In the past ten years, the pace of changes has only increased — more and more businesses migrating to modern cloud infrastructure and getting access to more powerful databases. The data an average company is using has exploded in size and complexity.
As a result, the Data Quality function in any large organization is experiencing enormous pressure which will only get worse with time.
Enterprise data quality is a big business dominated by such behemoths like Informatica, IBM, SAP, Oracle and others. To help businesses, they are offering all sorts of apps to simplify and accelerate rule management. But they do not question the foundation principle and therefore do not address the fundamental disadvantages of the rule-based model that has been in use for more than 60 years.
Unlike others, we do question this model! In the past three years, we did extensive research in finding new ways of doing data quality in typical business data. And we found an answer in AI as you might have already guessed from the title.

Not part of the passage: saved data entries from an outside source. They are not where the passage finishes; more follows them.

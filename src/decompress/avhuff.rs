//! AVHuff blocks: laserdisc audio and video in one payload.
//!
//! Compressed layout:
//!
//! | Offset | Size | Field |
//! |--------|------|-------|
//! | 0 | 1 | metadata length |
//! | 1 | 1 | audio channels |
//! | 2 | 2 | samples per channel |
//! | 4 | 2 | video width |
//! | 6 | 2 | video height |
//! | 8 | 2 | audio tree size (`0xFFFF` = FLAC channels) |
//! | 10 | 2 × channels | compressed size per channel |
//!
//! followed by metadata, the audio trees, each channel's data and finally
//! the video stream. The decoded block starts with a `chav` header, then
//! metadata, big-endian 16-bit samples per channel and YUY2 rows, and is
//! zero-padded to the block size.

use super::audio::{self, AudioFrameDecoder};
use super::{BitReader, DecompressError, HuffmanDecoder, Result, RleHuffmanDecoder};
use crate::formats::Codec;

const INPUT_HEADER_LEN: usize = 10;
const OUTPUT_HEADER_LEN: usize = 12;
const FLAC_TREE_SIZE: usize = 0xFFFF;
const MAX_CHANNELS: usize = 16;

#[derive(Debug, Clone, Copy)]
struct AvHeader {
    meta_len: usize,
    channels: usize,
    samples: usize,
    width: usize,
    height: usize,
    tree_size: usize,
}

impl AvHeader {
    fn parse(input: &[u8]) -> Result<Self> {
        if input.len() < INPUT_HEADER_LEN {
            return Err(DecompressError::InvalidHeader("AVHuff header truncated"));
        }
        let be16 = |at: usize| u16::from_be_bytes([input[at], input[at + 1]]) as usize;
        Ok(Self {
            meta_len: input[0] as usize,
            channels: input[1] as usize,
            samples: be16(2),
            width: be16(4),
            height: be16(6),
            tree_size: be16(8),
        })
    }

    fn is_flac(&self) -> bool {
        self.tree_size == FLAC_TREE_SIZE
    }

    fn decoded_len(&self) -> usize {
        OUTPUT_HEADER_LEN + self.meta_len + self.channels * 2 * self.samples + self.width * self.height * 2
    }
}

/// Decode an `avhu` block into `output`.
///
/// `flac` is only consulted when the audio channels are FLAC coded.
pub fn decode(
    input: &[u8],
    output: &mut [u8],
    flac: Option<&mut dyn AudioFrameDecoder>,
) -> Result<()> {
    let header = AvHeader::parse(input)?;
    if header.channels > MAX_CHANNELS {
        return Err(DecompressError::InvalidHeader("too many AVHuff audio channels"));
    }

    let mut total = INPUT_HEADER_LEN + 2 * header.channels;
    if input.len() < total {
        return Err(DecompressError::InvalidHeader("AVHuff channel table truncated"));
    }
    let channel_sizes: Vec<usize> = (0..header.channels)
        .map(|ch| u16::from_be_bytes([input[10 + 2 * ch], input[11 + 2 * ch]]) as usize)
        .collect();

    total += header.meta_len;
    if !header.is_flac() {
        total += header.tree_size;
    }
    total += channel_sizes.iter().sum::<usize>();
    if total >= input.len() {
        return Err(DecompressError::InvalidHeader("AVHuff streams exceed payload"));
    }
    if header.decoded_len() > output.len() {
        return Err(DecompressError::InvalidHeader("AVHuff frame larger than block"));
    }

    output[0..4].copy_from_slice(b"chav");
    output[4] = header.meta_len as u8;
    output[5] = header.channels as u8;
    output[6..8].copy_from_slice(&(header.samples as u16).to_be_bytes());
    output[8..10].copy_from_slice(&(header.width as u16).to_be_bytes());
    output[10..12].copy_from_slice(&(header.height as u16).to_be_bytes());

    let src = INPUT_HEADER_LEN + 2 * header.channels;
    let mut dst = OUTPUT_HEADER_LEN;
    output[dst..dst + header.meta_len].copy_from_slice(&input[src..src + header.meta_len]);
    dst += header.meta_len;

    let audio_len = header.channels * 2 * header.samples;
    if audio_len > 0 {
        let audio_out = &mut output[dst..dst + audio_len];
        decode_audio(&header, &channel_sizes, input, src + header.meta_len, audio_out, flac)?;
    }
    dst += audio_len;

    // Video follows everything counted in `total`
    let video_len = header.width * header.height * 2;
    if header.width > 0 && header.height > 0 {
        decode_video(&header, &input[total..], &mut output[dst..dst + video_len])?;
    }
    output[dst + video_len..].fill(0);
    Ok(())
}

fn decode_audio(
    header: &AvHeader,
    channel_sizes: &[usize],
    input: &[u8],
    mut src: usize,
    output: &mut [u8],
    flac: Option<&mut dyn AudioFrameDecoder>,
) -> Result<()> {
    let channel_bytes = 2 * header.samples;

    if header.is_flac() {
        let flac = flac.ok_or(DecompressError::UnsupportedCodec(Codec::AVHUFF))?;
        for (&size, out) in channel_sizes.iter().zip(output.chunks_exact_mut(channel_bytes)) {
            audio::decode_pcm(&mut *flac, &input[src..src + size], out, true)?;
            src += size;
        }
        return Ok(());
    }

    let mut trees = None;
    if header.tree_size != 0 {
        let mut reader = BitReader::new(&input[src..src + header.tree_size]);
        let mut hi = HuffmanDecoder::new(256, 16);
        let mut lo = HuffmanDecoder::new(256, 16);
        hi.import_tree_rle(&mut reader)?;
        reader.flush();
        lo.import_tree_rle(&mut reader)?;
        if reader.flush() != header.tree_size {
            return Err(DecompressError::InvalidHuffmanTree("audio trees do not fill their size"));
        }
        src += header.tree_size;
        trees = Some((hi, lo));
    }

    for (&size, out) in channel_sizes.iter().zip(output.chunks_exact_mut(channel_bytes)) {
        let data = &input[src..src + size];
        let mut prev = 0i16;
        match &trees {
            None => {
                if data.len() < channel_bytes {
                    return Err(DecompressError::InvalidHeader("raw audio channel truncated"));
                }
                for (sample, delta) in out.chunks_exact_mut(2).zip(data.chunks_exact(2)) {
                    prev = prev.wrapping_add(i16::from_be_bytes([delta[0], delta[1]]));
                    sample.copy_from_slice(&prev.to_be_bytes());
                }
            }
            Some((hi, lo)) => {
                let mut reader = BitReader::new(data);
                for sample in out.chunks_exact_mut(2) {
                    let high = hi.decode_one(&mut reader)?;
                    let low = lo.decode_one(&mut reader)?;
                    let delta = ((high << 8) | low) as u16 as i16;
                    prev = prev.wrapping_add(delta);
                    sample.copy_from_slice(&prev.to_be_bytes());
                }
                if reader.overflow() {
                    return Err(DecompressError::Overflow);
                }
            }
        }
        src += size;
    }
    Ok(())
}

fn decode_video(header: &AvHeader, input: &[u8], output: &mut [u8]) -> Result<()> {
    // Only the lossless mode is ever written (high bit of the first byte)
    if input.first().is_none_or(|&b| b & 0x80 == 0) {
        return Err(DecompressError::InvalidHeader("lossy AVHuff video is not supported"));
    }

    let mut reader = BitReader::new(input);
    reader.read(8);

    let mut ycontext = RleHuffmanDecoder::new(16);
    let mut cbcontext = RleHuffmanDecoder::new(16);
    let mut crcontext = RleHuffmanDecoder::new(16);
    ycontext.import_tree_rle(&mut reader)?;
    reader.flush();
    cbcontext.import_tree_rle(&mut reader)?;
    reader.flush();
    crcontext.import_tree_rle(&mut reader)?;
    reader.flush();
    ycontext.reset();
    cbcontext.reset();
    crcontext.reset();

    let stride = 2 * header.width;
    for row in output.chunks_exact_mut(stride) {
        let mut pixels = row.chunks_exact_mut(4);
        for pixel in &mut pixels {
            pixel[0] = ycontext.decode_one(&mut reader)?;
            pixel[1] = cbcontext.decode_one(&mut reader)?;
            pixel[2] = ycontext.decode_one(&mut reader)?;
            pixel[3] = crcontext.decode_one(&mut reader)?;
        }
        // Odd widths leave one unpaired pixel per row
        pixels.into_remainder().fill(0);
        ycontext.flush_rle();
        cbcontext.flush_rle();
        crcontext.flush_rle();
    }

    if reader.overflow() || reader.flush() != input.len() {
        return Err(DecompressError::InvalidHeader("video stream length mismatch"));
    }
    Ok(())
}

#[cfg(test)]
pub(super) mod tests {
    use super::*;
    use crate::decompress::audio::testing::{encode, RawFrames};
    use crate::decompress::tests::{encode_tree_rle, pack_bits};

    /// Lossless video stream where each context knows deltas 0 and +1.
    pub(crate) fn video_stream(pixel_bits: &[(u32, u32)]) -> Vec<u8> {
        let mut lengths = vec![0u8; RleHuffmanDecoder::NUM_CODES];
        lengths[0] = 1;
        lengths[1] = 1;
        let tree = pack_bits(&encode_tree_rle(&lengths, 5));

        let mut stream = vec![0x80];
        for _ in 0..3 {
            stream.extend_from_slice(&tree);
        }
        stream.extend(pack_bits(pixel_bits));
        stream
    }

    pub(crate) fn block_header(channels: u8, samples: u16, width: u16, height: u16, tree: u16, sizes: &[u16]) -> Vec<u8> {
        let mut input = vec![0, channels];
        input.extend_from_slice(&samples.to_be_bytes());
        input.extend_from_slice(&width.to_be_bytes());
        input.extend_from_slice(&height.to_be_bytes());
        input.extend_from_slice(&tree.to_be_bytes());
        for size in sizes {
            input.extend_from_slice(&size.to_be_bytes());
        }
        input
    }

    #[test]
    fn test_raw_audio_and_lossless_video() {
        let mut input = block_header(1, 2, 2, 1, 0, &[4]);
        input.extend_from_slice(&[0x00, 0x10, 0xFF, 0xF0]);
        // Y +1, Cb +1, Y +1, Cr 0
        input.extend(video_stream(&[(1, 1), (1, 1), (1, 1), (0, 1)]));

        let mut output = [0xEEu8; 24];
        decode(&input, &mut output, None).unwrap();

        let mut expected = b"chav".to_vec();
        expected.extend_from_slice(&[0, 1, 0, 2, 0, 2, 0, 1]);
        expected.extend_from_slice(&[0x00, 0x10, 0x00, 0x00]);
        expected.extend_from_slice(&[1, 1, 2, 0]);
        expected.extend_from_slice(&[0; 4]);
        assert_eq!(output.to_vec(), expected);
    }

    #[test]
    fn test_huffman_audio() {
        let mut hi = vec![0u8; 256];
        hi[0x00] = 1;
        hi[0xFF] = 1;
        let mut lo = vec![0u8; 256];
        lo[0x05] = 1;
        lo[0x07] = 1;
        let mut trees = pack_bits(&encode_tree_rle(&hi, 5));
        trees.extend(pack_bits(&encode_tree_rle(&lo, 5)));

        // (hi 0x00, lo 0x05), (hi 0xFF, lo 0x07)
        let channel = pack_bits(&[(0, 1), (0, 1), (1, 1), (1, 1)]);

        let mut input = block_header(1, 2, 2, 1, trees.len() as u16, &[channel.len() as u16]);
        input.extend_from_slice(&trees);
        input.extend_from_slice(&channel);
        input.extend(video_stream(&[(0, 1), (0, 1), (0, 1), (0, 1)]));

        let mut output = [0u8; 20];
        decode(&input, &mut output, None).unwrap();

        let second = 5i16.wrapping_add(0xFF07u16 as i16);
        assert_eq!(output[12..14], 5i16.to_be_bytes());
        assert_eq!(output[14..16], second.to_be_bytes());
        assert_eq!(output[16..20], [0, 0, 0, 0]);
    }

    #[test]
    fn test_flac_audio_needs_decoder() {
        let flac = encode(&[0x0102, 0x0304]);
        let mut input = block_header(1, 2, 2, 1, 0xFFFF, &[flac.len() as u16]);
        input.extend_from_slice(&flac);
        input.extend(video_stream(&[(0, 1), (0, 1), (0, 1), (0, 1)]));

        let mut output = [0u8; 20];
        assert!(matches!(
            decode(&input, &mut output, None),
            Err(DecompressError::UnsupportedCodec(Codec::AVHUFF))
        ));

        let mut frames = RawFrames;
        decode(&input, &mut output, Some(&mut frames)).unwrap();
        assert_eq!(output[12..16], [0x01, 0x02, 0x03, 0x04]);
    }

    #[test]
    fn test_odd_width_clears_row_tail() {
        let mut input = block_header(0, 0, 3, 2, 0, &[]);
        input.extend(video_stream(&[(0, 1); 8]));

        let mut output = [0xEEu8; 28];
        decode(&input, &mut output, None).unwrap();
        assert_eq!(output[12..], [0u8; 16]);
    }

    #[test]
    fn test_rejects_lossy_video() {
        let mut input = block_header(0, 0, 2, 1, 0, &[]);
        input.push(0x00);
        let mut output = [0u8; 16];
        assert!(decode(&input, &mut output, None).is_err());
    }

    #[test]
    fn test_rejects_oversized_frame() {
        let mut input = block_header(0, 0, 64, 64, 0, &[]);
        input.push(0x80);
        let mut output = [0u8; 64];
        assert!(matches!(
            decode(&input, &mut output, None),
            Err(DecompressError::InvalidHeader(_))
        ));
    }

    #[test]
    fn test_trailing_video_bytes_rejected() {
        let mut input = block_header(0, 0, 2, 1, 0, &[]);
        input.extend(video_stream(&[(0, 1), (0, 1), (0, 1), (0, 1)]));
        input.push(0);
        let mut output = [0u8; 16];
        assert!(decode(&input, &mut output, None).is_err());
    }
}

We found that non-rule based approach to Enterprise Data Quality is possible and that this approach has many new benefits, which look so fantastic, they will make any data quality professional sceptical:
- No need to maintain rules, and therefore, there is no scaling problem as your business processes become more complex, and as your data gets more diverse.
- An AI algorithm can discover not-yet-known issues, the issues that are already in data but that haven’t shown themselves as incidents yet.
- An AI algorithm can be self-learning, which means you don’t need to program it to understand your data or your business process. You don’t need to have up-to-date documentation describing your as-is state to start using it. All you need to do is feed your actual data into it.
- The algorithm is also self-adjusting which means it will automatically keep up with changes in business processes.
- Because of the above two properties, it can work in a deploy-and-forget mode.
- It can not only find problems but also suggest a solution for every particular record found wrong.
- It can potentially replace most rules in any existing Data Quality Assurance system.
- And finally, it can form a closed-loop fully automated Data Quality assurance system where data issues are corrected before you know it. All you need to do is just watch reports showing how many data quality incidents the algorithm has prevented.
Looks too good to be true, isn’t it? Of course, it has downsides also.
Like any other machine learning algorithm, it will not replace methods that work well without the need if AI, such as validating addresses, phone prefixes, email addresses. It will not work well when your data is small or when every record in your dataset is unique and does not follow any pattern.
But the critical unfixable problem of this approach is precisely what makes it so fantastic: it is non-rule based. Because business applications, in general, have been using business rules for years, business rule mindset is deeply rooted in business culture everywhere. Introducing AI algorithms questioning this core principle will not be easy.
But complicated doesn’t mean impossible! With such an impressive list of benefits and gradual step-by-step implementation plan, AI methods such as this will eventually shift the business culture from scepticism to cautious enthusiasm. Just like it happened to Big Data platforms and Cloud infrastructure in the past ten years.